= Truck tent =

Tent designed for use in the bed of a pickup truck

A truck tent is a tent designed to be set up in the bed of a pickup truck.

Truck tents provide an experience of camping outdoors, but with the added protection and comfort of sleeping off the ground. Truck tents are similar in look and function to roof tent and sport utility vehicle (SUV) tents. Limitations of using a truck tent are that the campsite is bound by where the truck can go, and that one must own a truck to use it.

==Usage==
Camping with truck tents is a growing movement among less extreme campers who still enjoy the outdoors. Family campers may value truck or SUV tents because they provide better protection from moisture, supply an instant and portable campsite, and allow for increased packing space.

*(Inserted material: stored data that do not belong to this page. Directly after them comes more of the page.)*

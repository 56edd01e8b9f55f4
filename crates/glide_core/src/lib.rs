//! Glide Core
//!
//! Foundational primitives shared by the Glide crates:
//!
//! - **Event ids**: numeric event types fed to interaction state machines
//! - **State Machines**: the `StateTransitions` trait implemented by widget state enums
//! - **Geometry**: card width/gap snapshots measured from a rendered strip
//!
//! # Example
//!
//! ```rust
//! use glide_core::CardMetrics;
//!
//! let metrics = CardMetrics::new(300.0, 24.0);
//! assert_eq!(metrics.step(), 324.0);
//! assert_eq!(metrics.offset_of(8), 2592.0);
//! ```

pub mod events;
pub mod fsm;
pub mod geometry;

pub use events::{event_types, EventType};
pub use fsm::{transition, StateTransitions};
pub use geometry::CardMetrics;
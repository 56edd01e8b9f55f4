//! Glide Carousel
//!
//! A headless infinite drag-carousel. `N` items are rendered three times
//! back-to-back so that scrolling toward either edge always reveals real
//! content; once motion settles in the outer copies the strip is silently
//! repositioned into the middle copy.
//!
//! # Example
//!
//! ```rust
//! use glide_carousel::prelude::*;
//!
//! let items: Vec<String> = (0..8).map(|i| format!("card-{i}")).collect();
//! let mut sim = Simulation::new(Strip::new(items), StripLayout::default(), CarouselConfig::default());
//!
//! assert_eq!(sim.carousel().current_index(), 8);
//! sim.carousel_mut().next();
//! sim.settle();
//! assert_eq!(sim.carousel().current_item().map(String::as_str), Some("card-1"));
//! ```
//!
//! # Features
//!
//! - **Drag to scroll**: direct manipulation with a sensitivity multiplier
//! - **Snap to card**: release settles on the nearest card
//! - **Prev/next**: smooth programmatic navigation with edge redirects
//! - **Boundary wrap**: debounced, never while a drag is active
//! - **FSM-based state**: Idle, Dragging, Settling

pub mod carousel;
pub mod config;
pub mod error;
pub mod host;
pub mod sim;
pub mod state;
pub mod strip;
pub mod wrap;

pub use carousel::{CarouselSnapshot, DragSession, InfiniteDragCarousel, Lifecycle};
pub use config::CarouselConfig;
pub use error::{CarouselError, Result};
pub use host::{CarouselHost, ScrollBehavior};
pub use sim::{SimulatedStrip, Simulation, StripLayout};
pub use state::{carousel_events, CarouselState};
pub use strip::{CarouselItem, Strip};
pub use wrap::{next_slot, previous_slot, snap_slot, wrap_target, WrapTarget};

/// Common imports
pub mod prelude {
    pub use crate::carousel::InfiniteDragCarousel;
    pub use crate::config::CarouselConfig;
    pub use crate::host::{CarouselHost, ScrollBehavior};
    pub use crate::sim::{SimulatedStrip, Simulation, StripLayout};
    pub use crate::state::CarouselState;
    pub use crate::strip::{CarouselItem, Strip};
    pub use glide_core::CardMetrics;
}
//! Glide configuration file handling
//!
//! `glide.toml` holds the carousel tuning, the simulated strip layout and,
//! optionally, the testimonials to show:
//!
//! ```toml
//! [carousel]
//! drag_sensitivity = 1.5
//!
//! [strip]
//! items = 8
//! card_width = 300.0
//! gap = 24.0
//!
//! [[testimonials]]
//! name = "Dr. Lowe"
//! quote = "Faster results."
//! ```

use anyhow::{Context, Result};
use glide_animation::MotionConfig;
use glide_carousel::{CarouselConfig, StripLayout};
use glide_sections::Testimonial;
use serde::{Deserialize, Serialize};
use std::fs;
use std::path::{Path, PathBuf};

/// File looked up in the working directory when no `--config` is given
pub const CONFIG_FILE: &str = "glide.toml";

/// Contents of `glide.toml`
#[derive(Debug, Clone, Default, PartialEq, Deserialize, Serialize)]
pub struct GlideConfig {
    #[serde(default)]
    pub carousel: CarouselConfig,
    #[serde(default)]
    pub strip: StripConfig,
    #[serde(default, skip_serializing_if = "Vec::is_empty")]
    pub testimonials: Vec<Testimonial>,
}

/// Simulated strip settings
#[derive(Debug, Clone, Copy, PartialEq, Deserialize, Serialize)]
pub struct StripConfig {
    /// Placeholder item count, used when no testimonials are listed
    #[serde(default = "default_items")]
    pub items: usize,
    #[serde(default = "default_card_width")]
    pub card_width: f32,
    #[serde(default = "default_gap")]
    pub gap: f32,
    #[serde(default = "default_viewport_width")]
    pub viewport_width: f32,
    #[serde(default)]
    pub motion: MotionConfig,
}

fn default_items() -> usize {
    8
}

fn default_card_width() -> f32 {
    StripLayout::default().card_width
}

fn default_gap() -> f32 {
    StripLayout::default().gap
}

fn default_viewport_width() -> f32 {
    StripLayout::default().viewport_width
}

impl Default for StripConfig {
    fn default() -> Self {
        Self {
            items: default_items(),
            card_width: default_card_width(),
            gap: default_gap(),
            viewport_width: default_viewport_width(),
            motion: MotionConfig::default(),
        }
    }
}

impl StripConfig {
    pub fn layout(&self) -> StripLayout {
        StripLayout {
            card_width: self.card_width,
            gap: self.gap,
            viewport_width: self.viewport_width,
            motion: self.motion,
        }
    }
}

impl GlideConfig {
    /// Load and validate a configuration file
    pub fn load(path: &Path) -> Result<Self> {
        let content = fs::read_to_string(path)
            .with_context(|| format!("Failed to read {}", path.display()))?;

        let config: GlideConfig = toml::from_str(&content)
            .with_context(|| format!("Failed to parse {}", path.display()))?;

        config
            .validate()
            .with_context(|| format!("Invalid configuration in {}", path.display()))?;

        Ok(config)
    }

    /// Load `path`, or `glide.toml` in `dir` if present, or fall back to defaults
    pub fn resolve(path: Option<&Path>, dir: &Path) -> Result<(Self, Option<PathBuf>)> {
        if let Some(path) = path {
            return Ok((Self::load(path)?, Some(path.to_path_buf())));
        }

        let candidate = dir.join(CONFIG_FILE);
        if candidate.exists() {
            return Ok((Self::load(&candidate)?, Some(candidate)));
        }

        Ok((Self::default(), None))
    }

    /// Check value ranges
    pub fn validate(&self) -> Result<()> {
        self.carousel.validate()?;

        let strip = &self.strip;
        if !strip.card_width.is_finite() || strip.card_width <= 0.0 {
            anyhow::bail!("strip.card_width must be positive, got {}", strip.card_width);
        }
        if !strip.gap.is_finite() || strip.gap < 0.0 {
            anyhow::bail!("strip.gap must be zero or positive, got {}", strip.gap);
        }
        if !strip.viewport_width.is_finite() || strip.viewport_width < 0.0 {
            anyhow::bail!(
                "strip.viewport_width must be zero or positive, got {}",
                strip.viewport_width
            );
        }
        Ok(())
    }

    /// Testimonials to show: the configured list, or numbered placeholders
    pub fn testimonials(&self) -> Vec<Testimonial> {
        if self.testimonials.is_empty() {
            Testimonial::placeholders(self.strip.items)
        } else {
            self.testimonials.clone()
        }
    }

    pub fn to_toml(&self) -> Result<String> {
        toml::to_string_pretty(self).context("Failed to serialize glide config")
    }
}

Truck tents are conventional 2–3 person tents that are rigged to hook up to a truck bed. Most truck tents are designed with a particular type of truck in mind, or a truck with certain features—those with dropgates, liftgates, camper tops, short beds, or long beds, etc. The tents either hook in or strap in to several locations around the truck. The initial set-up may take some time, but becomes easier with practice. Once the tent is fitted to a specific truck, set-up is as simple as with a traditional tent. Many proponents choose to put a mattress in the bed of the truck for a more comfortable experience. These mattresses are available in various sizes to fit all trucks. A zip-up window provides access to the cab for trucks that have a rear window. Another type of truck tent is the umbrella-shaped car tents that can be used either as car cover, or as a tent, when removed from the vehicle. Such car tents tend to feature remote controls and can be set up automatically. Such car tents can also work as an awning located right above the truck bed. They feature metal framework which makes them wind-resistant.

==Types==
- Sportz Truck Ten and Backroadz Truck Tent by Napier Outdoors
- Rightline Gear
- Kodiak Canvas
- Adventure Truck Tent by ENEL, LLC
- Car Umbrellas

==Materials==
International quality standards for tents require specific materials for camping tents, including truck tents: PU 68D polyester and 68D breathable polyester. To meet the American and Canada CPAI-84 tents regulations, all polyester fabrics for tents have to meet fire resistance standards. The shape and design, however, are not restricted by the standards, nor are the manufacturing technology and materials used for straps and stitches. Normally, truck tents feature tape sealed seams for water installation and weather protection. The poles are made of aluminum, steel or shock-corded fiberglass. Straps are polypropylene ropes of whatever diameter is convenient for installation.

==Manufacturers==
Because truck tent camping is a somewhat novel idea, few companies produce the equipment. Napier and The Adventure Truck Tent are among the most notable names in truck tent camping, followed by Rightline Gear, which brands its truck tents under the name CampRight. Although most truck tents are fundamentally similar, they do feature some variation. Napier's truck tents are completely enclosed, which means that a layer of tent covers the bottom of the truck bed. By contrast, the Adventure Truck Tent and CampRight truck tents leave the bottom bare. Napier tents also include a small awning for added rain protection. Kodiak is known for its tunnel shape design which promotes a roomier camping.

== History ==
The first truck tent was invented by Roman Napieraj and his twin sister Christina Milan the founders of Napier Outdoors back in 1990. “A big part of motocross is camping on-site. Competitors, crew and spectators camp—it’s part of the lifestyle,” he explained. “Well, I’ve always had bad allergies and the closer to the ground I am, the worse it gets. One night, I decided I was going to do something about it. I headed to a Canadian Tire store, I bought some wooden beams, a tarp, and an air mattress and created my own tent in the back of my truck. It worked out so well that I kept putting this makeshift tent up weekend after weekend. People kept commenting on the setup and giving really positive feedback and then one night, it started to rain buckets. Every camper who could grabbed their tent and put it on their truck bed. I knew right there that I had something—a game changer. There was nothing like it on the market at the time.”